→ Prompt: From the data that follows, print exactly the lines starting at the one containing "if let Some(value) = override_cfg.postgres" and ending at the one containing "if self.ledger_backend == LedgerBackend::Postgres"; include both of them and nothing more.

→ Stored data entries:
══════

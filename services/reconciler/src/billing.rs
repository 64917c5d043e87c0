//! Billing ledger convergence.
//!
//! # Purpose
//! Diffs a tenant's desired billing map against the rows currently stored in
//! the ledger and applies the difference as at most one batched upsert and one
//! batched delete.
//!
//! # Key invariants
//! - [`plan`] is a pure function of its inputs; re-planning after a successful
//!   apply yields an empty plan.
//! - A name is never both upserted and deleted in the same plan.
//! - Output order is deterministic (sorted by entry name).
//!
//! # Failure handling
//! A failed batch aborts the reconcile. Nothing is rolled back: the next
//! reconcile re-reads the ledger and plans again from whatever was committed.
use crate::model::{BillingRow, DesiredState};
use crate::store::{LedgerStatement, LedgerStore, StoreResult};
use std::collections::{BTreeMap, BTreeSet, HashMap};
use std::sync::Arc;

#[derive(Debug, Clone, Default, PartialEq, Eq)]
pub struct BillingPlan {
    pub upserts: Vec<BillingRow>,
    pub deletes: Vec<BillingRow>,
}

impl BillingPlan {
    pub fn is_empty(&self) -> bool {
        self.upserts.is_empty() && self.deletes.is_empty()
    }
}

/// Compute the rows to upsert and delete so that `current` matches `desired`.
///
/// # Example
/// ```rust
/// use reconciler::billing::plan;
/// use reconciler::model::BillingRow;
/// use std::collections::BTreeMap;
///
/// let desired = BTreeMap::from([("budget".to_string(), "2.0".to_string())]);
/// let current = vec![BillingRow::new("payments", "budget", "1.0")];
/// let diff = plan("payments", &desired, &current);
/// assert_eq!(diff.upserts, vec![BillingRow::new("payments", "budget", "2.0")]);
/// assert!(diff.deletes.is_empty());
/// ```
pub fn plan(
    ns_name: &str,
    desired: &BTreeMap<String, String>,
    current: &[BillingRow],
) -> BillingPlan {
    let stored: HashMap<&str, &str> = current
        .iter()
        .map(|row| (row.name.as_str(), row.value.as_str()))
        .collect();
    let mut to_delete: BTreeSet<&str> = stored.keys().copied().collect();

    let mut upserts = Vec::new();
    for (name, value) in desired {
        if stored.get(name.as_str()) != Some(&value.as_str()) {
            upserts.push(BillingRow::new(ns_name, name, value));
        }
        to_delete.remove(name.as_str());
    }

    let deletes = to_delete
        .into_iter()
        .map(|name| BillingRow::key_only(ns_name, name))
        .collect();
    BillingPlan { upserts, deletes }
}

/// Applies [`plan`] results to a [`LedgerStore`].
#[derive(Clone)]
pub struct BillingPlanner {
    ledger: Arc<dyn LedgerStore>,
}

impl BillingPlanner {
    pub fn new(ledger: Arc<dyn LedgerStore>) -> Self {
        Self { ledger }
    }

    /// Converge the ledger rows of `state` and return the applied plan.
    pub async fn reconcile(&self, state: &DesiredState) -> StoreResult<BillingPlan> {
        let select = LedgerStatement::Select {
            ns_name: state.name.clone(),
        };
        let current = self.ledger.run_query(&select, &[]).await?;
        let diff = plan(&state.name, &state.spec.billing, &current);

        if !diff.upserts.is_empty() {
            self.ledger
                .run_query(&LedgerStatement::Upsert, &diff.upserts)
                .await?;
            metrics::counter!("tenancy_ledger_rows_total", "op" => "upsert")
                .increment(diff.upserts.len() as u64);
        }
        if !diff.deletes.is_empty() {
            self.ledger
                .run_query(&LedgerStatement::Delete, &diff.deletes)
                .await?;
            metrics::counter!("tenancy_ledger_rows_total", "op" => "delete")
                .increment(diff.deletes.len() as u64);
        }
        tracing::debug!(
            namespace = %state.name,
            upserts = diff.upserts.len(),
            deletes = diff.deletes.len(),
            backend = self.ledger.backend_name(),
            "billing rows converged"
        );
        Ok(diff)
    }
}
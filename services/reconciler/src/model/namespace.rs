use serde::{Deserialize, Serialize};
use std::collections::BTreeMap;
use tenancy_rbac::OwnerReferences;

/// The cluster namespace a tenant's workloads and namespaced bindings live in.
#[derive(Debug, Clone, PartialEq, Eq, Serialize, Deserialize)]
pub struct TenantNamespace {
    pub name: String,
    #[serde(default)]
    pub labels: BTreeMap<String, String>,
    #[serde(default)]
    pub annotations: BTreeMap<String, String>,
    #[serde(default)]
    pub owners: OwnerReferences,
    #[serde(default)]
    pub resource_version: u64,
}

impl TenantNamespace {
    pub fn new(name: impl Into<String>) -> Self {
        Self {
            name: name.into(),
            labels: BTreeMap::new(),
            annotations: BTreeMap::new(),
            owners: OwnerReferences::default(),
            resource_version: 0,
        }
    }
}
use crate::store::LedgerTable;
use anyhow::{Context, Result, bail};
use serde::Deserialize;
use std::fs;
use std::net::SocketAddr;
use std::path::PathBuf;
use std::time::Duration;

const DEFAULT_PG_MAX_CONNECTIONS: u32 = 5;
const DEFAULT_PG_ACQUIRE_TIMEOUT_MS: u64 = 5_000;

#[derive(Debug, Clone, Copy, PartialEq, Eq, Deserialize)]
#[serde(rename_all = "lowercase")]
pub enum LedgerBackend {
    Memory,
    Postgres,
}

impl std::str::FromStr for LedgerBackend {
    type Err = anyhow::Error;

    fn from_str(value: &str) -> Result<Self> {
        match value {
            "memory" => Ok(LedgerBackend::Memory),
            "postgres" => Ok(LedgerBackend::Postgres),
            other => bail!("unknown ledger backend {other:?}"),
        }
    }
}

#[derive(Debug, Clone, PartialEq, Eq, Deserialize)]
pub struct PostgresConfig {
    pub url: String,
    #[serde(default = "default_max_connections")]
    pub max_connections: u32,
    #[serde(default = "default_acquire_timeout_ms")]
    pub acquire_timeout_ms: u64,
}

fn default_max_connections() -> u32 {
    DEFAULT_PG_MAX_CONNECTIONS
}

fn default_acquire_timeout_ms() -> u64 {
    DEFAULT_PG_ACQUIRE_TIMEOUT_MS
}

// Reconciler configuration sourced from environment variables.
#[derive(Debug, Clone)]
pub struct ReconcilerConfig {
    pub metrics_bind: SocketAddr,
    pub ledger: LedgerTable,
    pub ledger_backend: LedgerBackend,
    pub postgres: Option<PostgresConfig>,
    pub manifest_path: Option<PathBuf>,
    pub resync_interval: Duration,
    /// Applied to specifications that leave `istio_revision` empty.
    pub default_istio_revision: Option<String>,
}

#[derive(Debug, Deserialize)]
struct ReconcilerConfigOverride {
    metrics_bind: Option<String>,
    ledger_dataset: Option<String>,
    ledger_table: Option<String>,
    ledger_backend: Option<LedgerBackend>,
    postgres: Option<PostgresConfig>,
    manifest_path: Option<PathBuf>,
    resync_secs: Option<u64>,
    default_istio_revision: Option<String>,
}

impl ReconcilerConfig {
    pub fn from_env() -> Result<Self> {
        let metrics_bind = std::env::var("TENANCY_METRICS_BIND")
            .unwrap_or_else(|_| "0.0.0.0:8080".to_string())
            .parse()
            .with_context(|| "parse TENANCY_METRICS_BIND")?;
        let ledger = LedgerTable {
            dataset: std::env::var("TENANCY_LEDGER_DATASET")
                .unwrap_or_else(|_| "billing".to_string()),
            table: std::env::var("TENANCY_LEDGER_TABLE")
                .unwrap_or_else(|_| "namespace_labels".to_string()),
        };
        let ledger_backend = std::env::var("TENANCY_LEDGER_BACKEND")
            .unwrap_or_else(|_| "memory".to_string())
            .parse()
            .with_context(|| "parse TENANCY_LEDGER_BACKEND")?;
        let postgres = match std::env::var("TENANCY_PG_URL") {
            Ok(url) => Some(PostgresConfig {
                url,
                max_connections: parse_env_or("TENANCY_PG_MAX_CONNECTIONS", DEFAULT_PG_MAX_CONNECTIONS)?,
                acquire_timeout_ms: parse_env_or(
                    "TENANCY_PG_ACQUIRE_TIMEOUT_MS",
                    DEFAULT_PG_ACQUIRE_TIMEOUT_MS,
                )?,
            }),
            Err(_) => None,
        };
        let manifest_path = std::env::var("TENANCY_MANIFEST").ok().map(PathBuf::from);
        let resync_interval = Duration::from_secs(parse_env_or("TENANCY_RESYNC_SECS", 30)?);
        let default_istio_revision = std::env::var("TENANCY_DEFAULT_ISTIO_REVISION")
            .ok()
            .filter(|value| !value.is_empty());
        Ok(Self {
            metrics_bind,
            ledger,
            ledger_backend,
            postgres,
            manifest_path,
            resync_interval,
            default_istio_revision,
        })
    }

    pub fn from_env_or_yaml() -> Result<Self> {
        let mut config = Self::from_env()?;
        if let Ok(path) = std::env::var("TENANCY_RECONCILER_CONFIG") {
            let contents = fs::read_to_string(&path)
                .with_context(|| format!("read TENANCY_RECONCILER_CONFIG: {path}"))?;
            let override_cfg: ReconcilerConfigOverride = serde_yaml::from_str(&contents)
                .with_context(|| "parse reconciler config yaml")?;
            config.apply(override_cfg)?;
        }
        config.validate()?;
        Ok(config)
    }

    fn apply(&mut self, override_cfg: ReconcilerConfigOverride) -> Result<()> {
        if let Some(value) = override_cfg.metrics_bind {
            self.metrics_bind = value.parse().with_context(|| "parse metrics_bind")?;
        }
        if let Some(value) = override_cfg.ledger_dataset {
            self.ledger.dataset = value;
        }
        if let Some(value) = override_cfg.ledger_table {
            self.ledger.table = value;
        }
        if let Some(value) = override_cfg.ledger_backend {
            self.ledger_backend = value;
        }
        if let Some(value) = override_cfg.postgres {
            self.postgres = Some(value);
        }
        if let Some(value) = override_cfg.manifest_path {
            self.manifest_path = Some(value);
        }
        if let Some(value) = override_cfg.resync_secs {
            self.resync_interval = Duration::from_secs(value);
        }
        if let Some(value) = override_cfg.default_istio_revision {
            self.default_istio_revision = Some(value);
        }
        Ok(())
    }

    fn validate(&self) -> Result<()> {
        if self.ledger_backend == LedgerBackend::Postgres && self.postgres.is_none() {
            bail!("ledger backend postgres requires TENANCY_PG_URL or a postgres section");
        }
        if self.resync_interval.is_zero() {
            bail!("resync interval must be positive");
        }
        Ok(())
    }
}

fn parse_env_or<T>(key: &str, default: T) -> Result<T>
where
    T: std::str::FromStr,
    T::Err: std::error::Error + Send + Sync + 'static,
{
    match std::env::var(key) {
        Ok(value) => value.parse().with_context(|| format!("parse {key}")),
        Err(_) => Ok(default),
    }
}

══════

→ Answer to this exercise:
        if let Some(value) = override_cfg.postgres {
            self.postgres = Some(value);
        }
        if let Some(value) = override_cfg.manifest_path {
            self.manifest_path = Some(value);
        }
        if let Some(value) = override_cfg.resync_secs {
            self.resync_interval = Duration::from_secs(value);
        }
        if let Some(value) = override_cfg.default_istio_revision {
            self.default_istio_revision = Some(value);
        }
        Ok(())
    }

    fn validate(&self) -> Result<()> {
        if self.ledger_backend == LedgerBackend::Postgres && self.postgres.is_none() {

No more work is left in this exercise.